* **Problem to work on**
Within the entries that follow, show each line where the word "LongitudeOutOfRange" occurs.
Data records section start
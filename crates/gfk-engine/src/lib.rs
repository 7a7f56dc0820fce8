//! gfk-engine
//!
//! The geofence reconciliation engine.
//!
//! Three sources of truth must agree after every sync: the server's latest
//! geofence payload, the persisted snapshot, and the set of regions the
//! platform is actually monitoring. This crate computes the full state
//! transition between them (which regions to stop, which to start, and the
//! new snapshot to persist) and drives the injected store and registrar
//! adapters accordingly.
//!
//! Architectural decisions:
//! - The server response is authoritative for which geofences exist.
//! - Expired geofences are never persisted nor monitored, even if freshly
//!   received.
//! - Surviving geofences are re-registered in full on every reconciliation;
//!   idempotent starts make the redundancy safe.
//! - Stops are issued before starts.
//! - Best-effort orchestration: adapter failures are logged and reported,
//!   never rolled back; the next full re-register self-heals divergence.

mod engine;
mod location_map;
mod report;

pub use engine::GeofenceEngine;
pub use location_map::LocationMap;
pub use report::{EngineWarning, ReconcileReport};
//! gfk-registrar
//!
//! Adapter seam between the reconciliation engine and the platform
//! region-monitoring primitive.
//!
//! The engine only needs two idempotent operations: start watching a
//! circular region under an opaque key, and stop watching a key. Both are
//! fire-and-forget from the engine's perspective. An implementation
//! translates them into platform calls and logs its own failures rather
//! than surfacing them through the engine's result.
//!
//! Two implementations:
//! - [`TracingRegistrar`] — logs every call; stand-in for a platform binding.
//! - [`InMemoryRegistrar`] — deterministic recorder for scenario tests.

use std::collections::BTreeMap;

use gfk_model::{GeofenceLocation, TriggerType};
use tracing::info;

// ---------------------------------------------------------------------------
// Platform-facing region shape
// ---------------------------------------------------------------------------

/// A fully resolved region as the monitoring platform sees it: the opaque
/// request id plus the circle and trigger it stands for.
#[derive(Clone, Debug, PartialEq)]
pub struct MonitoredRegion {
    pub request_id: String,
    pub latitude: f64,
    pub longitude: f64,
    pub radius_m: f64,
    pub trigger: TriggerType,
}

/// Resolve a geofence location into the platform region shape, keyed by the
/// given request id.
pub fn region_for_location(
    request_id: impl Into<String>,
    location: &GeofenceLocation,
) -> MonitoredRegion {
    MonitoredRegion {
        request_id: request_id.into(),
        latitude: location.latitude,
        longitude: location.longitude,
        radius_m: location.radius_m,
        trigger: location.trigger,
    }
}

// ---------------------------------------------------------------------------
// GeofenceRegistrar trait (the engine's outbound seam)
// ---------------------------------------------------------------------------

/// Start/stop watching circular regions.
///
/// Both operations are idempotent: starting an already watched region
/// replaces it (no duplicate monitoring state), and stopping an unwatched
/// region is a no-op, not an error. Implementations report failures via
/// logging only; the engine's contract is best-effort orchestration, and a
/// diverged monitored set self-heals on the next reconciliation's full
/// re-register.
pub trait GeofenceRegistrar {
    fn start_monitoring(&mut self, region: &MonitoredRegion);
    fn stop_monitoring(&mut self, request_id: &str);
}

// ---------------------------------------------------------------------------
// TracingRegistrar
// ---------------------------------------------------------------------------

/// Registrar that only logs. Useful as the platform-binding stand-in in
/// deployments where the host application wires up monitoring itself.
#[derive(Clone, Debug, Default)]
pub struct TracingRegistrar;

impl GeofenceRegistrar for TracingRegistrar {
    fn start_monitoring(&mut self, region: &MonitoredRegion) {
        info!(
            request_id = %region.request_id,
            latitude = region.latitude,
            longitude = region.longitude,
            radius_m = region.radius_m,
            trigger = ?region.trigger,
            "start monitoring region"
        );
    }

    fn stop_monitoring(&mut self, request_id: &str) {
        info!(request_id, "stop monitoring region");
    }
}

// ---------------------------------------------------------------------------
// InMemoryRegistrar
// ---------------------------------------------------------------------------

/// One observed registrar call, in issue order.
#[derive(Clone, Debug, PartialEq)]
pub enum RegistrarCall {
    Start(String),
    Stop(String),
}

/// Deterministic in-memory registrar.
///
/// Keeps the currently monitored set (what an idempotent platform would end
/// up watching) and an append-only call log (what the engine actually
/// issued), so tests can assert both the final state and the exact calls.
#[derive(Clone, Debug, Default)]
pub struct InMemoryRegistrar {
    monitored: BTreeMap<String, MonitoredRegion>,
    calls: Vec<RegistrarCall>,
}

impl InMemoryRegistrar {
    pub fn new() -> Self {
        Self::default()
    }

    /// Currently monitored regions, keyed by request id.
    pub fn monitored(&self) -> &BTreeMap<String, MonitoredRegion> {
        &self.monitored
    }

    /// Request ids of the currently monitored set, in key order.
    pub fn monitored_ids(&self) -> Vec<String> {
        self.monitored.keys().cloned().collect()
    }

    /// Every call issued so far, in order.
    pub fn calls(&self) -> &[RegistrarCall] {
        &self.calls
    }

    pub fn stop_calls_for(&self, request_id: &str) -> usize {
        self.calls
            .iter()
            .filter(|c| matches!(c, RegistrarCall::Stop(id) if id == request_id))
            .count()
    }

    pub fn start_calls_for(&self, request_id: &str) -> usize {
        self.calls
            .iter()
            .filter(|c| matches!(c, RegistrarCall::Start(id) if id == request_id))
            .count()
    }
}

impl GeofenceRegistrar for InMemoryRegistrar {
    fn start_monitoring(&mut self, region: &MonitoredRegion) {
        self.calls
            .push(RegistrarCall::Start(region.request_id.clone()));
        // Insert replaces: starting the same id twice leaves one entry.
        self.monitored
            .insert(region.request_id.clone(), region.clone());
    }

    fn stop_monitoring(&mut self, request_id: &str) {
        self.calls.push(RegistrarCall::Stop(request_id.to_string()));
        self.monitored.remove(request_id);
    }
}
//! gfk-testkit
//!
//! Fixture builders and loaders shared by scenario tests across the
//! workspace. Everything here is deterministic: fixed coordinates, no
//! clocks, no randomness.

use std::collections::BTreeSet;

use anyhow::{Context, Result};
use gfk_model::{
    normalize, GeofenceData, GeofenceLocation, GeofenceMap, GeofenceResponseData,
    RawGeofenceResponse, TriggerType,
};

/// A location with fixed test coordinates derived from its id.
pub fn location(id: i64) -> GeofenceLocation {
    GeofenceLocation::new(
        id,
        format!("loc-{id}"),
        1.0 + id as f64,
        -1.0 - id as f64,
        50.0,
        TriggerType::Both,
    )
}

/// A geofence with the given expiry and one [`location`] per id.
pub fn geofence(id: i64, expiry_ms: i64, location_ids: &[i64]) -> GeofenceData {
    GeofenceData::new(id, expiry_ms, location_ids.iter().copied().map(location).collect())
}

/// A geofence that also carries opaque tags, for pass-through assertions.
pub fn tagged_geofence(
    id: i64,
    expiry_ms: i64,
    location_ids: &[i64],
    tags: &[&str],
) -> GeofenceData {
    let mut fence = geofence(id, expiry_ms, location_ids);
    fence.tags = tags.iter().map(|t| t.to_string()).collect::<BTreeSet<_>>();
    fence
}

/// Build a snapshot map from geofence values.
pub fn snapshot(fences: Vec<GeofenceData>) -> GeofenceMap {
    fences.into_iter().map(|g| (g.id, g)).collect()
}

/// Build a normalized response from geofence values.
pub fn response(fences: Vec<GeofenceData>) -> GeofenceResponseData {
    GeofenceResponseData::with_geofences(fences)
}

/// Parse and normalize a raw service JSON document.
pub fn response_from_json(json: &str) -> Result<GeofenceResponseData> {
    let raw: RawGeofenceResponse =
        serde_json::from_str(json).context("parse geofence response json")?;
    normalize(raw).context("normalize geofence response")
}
Data records section end
Data records section start
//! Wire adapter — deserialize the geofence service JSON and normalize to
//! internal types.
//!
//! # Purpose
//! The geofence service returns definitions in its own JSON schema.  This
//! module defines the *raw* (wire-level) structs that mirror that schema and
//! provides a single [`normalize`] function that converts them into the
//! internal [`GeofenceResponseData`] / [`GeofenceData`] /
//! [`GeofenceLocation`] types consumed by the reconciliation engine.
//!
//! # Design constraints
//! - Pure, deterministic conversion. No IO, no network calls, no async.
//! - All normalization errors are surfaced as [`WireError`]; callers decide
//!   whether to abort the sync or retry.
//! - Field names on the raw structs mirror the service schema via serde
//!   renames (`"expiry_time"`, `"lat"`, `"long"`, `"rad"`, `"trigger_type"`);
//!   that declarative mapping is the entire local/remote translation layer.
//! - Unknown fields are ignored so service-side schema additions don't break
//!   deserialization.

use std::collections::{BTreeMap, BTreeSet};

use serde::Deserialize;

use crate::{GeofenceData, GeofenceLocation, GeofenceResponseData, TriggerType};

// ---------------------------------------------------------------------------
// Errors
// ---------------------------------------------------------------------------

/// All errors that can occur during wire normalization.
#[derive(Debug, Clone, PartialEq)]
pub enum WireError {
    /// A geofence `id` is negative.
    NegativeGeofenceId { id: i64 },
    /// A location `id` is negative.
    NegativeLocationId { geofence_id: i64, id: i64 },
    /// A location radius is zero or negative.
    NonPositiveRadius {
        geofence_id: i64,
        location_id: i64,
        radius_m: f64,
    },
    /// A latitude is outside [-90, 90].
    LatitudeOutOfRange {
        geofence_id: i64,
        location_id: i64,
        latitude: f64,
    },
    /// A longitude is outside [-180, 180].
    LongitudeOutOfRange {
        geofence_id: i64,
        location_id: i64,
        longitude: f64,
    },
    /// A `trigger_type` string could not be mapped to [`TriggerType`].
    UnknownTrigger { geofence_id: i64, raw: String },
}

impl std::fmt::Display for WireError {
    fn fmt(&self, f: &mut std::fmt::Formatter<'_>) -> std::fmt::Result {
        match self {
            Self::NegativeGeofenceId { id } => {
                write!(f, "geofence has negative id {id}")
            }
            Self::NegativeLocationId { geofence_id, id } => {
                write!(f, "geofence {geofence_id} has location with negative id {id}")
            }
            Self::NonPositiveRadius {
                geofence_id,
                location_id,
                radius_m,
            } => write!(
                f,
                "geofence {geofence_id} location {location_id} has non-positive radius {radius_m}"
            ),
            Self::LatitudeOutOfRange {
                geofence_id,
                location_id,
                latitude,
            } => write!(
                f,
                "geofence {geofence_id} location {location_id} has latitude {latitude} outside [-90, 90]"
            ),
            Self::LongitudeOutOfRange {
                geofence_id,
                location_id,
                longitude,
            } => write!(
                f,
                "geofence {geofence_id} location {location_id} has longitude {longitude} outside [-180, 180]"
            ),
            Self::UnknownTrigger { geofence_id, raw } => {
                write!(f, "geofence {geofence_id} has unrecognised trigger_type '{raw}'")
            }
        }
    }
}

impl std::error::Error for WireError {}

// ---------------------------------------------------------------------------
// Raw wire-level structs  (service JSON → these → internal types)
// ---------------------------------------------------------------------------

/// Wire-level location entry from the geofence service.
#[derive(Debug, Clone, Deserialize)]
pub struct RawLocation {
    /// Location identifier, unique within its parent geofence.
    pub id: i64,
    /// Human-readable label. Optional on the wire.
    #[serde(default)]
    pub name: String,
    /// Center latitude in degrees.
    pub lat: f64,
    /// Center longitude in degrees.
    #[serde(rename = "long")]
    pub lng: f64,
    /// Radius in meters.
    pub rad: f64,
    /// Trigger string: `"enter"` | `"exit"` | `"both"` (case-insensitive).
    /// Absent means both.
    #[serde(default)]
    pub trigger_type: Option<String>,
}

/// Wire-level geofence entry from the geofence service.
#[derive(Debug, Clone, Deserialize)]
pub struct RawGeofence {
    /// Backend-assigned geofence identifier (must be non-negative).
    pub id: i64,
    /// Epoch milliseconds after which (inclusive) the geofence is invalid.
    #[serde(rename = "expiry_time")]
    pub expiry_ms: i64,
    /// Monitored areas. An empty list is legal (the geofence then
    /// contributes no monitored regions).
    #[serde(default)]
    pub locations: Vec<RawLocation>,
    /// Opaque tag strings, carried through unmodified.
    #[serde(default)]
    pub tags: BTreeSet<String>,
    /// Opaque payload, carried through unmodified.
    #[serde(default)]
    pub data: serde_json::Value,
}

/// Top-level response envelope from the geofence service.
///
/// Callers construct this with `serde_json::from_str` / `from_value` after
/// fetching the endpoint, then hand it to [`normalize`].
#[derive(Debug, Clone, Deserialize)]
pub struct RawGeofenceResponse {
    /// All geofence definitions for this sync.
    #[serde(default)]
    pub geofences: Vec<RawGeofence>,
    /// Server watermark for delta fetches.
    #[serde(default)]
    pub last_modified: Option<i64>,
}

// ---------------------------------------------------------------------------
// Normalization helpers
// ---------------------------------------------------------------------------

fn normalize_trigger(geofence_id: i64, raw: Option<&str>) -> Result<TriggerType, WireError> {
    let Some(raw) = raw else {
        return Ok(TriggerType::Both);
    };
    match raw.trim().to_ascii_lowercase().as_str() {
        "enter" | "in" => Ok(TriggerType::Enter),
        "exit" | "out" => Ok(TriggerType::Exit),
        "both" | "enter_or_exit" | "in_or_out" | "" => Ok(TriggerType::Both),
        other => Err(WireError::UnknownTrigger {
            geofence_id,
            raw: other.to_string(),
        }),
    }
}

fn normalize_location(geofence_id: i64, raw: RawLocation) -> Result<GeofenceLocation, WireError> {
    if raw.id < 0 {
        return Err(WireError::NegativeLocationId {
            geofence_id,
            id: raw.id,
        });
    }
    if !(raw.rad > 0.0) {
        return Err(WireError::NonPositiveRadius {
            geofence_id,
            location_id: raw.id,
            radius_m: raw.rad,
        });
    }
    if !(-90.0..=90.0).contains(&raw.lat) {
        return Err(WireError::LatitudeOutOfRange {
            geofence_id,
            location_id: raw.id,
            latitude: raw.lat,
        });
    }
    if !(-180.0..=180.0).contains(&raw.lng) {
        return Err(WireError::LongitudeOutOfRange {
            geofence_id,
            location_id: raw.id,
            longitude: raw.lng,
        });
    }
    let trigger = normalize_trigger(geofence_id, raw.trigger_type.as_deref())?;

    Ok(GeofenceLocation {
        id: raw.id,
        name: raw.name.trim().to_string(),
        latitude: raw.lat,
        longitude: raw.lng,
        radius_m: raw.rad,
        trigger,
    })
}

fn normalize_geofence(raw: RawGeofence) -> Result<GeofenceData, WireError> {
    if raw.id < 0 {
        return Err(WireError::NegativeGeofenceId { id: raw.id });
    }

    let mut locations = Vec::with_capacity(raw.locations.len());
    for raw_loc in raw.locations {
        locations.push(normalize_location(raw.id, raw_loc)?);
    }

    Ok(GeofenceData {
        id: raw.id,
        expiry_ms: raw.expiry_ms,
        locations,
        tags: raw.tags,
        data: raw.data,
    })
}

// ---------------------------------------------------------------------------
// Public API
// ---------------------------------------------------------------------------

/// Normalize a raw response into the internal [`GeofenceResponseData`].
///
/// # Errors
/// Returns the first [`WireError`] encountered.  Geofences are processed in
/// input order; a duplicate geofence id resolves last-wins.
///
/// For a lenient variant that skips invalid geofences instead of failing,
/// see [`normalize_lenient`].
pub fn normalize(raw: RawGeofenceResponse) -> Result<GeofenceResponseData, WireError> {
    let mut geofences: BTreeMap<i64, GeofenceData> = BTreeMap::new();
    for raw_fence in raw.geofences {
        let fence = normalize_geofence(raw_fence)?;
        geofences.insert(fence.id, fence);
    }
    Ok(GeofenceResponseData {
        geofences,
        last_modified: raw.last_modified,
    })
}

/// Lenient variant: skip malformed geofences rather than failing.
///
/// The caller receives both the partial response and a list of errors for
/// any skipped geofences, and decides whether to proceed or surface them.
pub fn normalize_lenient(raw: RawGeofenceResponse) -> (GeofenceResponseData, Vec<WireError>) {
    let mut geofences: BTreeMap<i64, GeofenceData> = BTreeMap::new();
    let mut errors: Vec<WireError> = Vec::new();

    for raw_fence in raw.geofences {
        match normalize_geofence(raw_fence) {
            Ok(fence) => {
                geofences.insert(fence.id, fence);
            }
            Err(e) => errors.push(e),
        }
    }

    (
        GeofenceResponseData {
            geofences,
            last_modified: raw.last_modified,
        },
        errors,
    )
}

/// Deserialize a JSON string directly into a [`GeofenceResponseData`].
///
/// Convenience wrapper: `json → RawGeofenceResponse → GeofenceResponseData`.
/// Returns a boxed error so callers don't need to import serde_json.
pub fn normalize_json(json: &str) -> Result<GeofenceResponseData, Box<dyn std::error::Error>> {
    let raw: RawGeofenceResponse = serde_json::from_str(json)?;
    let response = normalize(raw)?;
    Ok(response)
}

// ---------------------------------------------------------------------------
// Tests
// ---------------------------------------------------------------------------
Data records section end
* **Exercise result**
    LongitudeOutOfRange {
            Self::LongitudeOutOfRange {
        return Err(WireError::LongitudeOutOfRange {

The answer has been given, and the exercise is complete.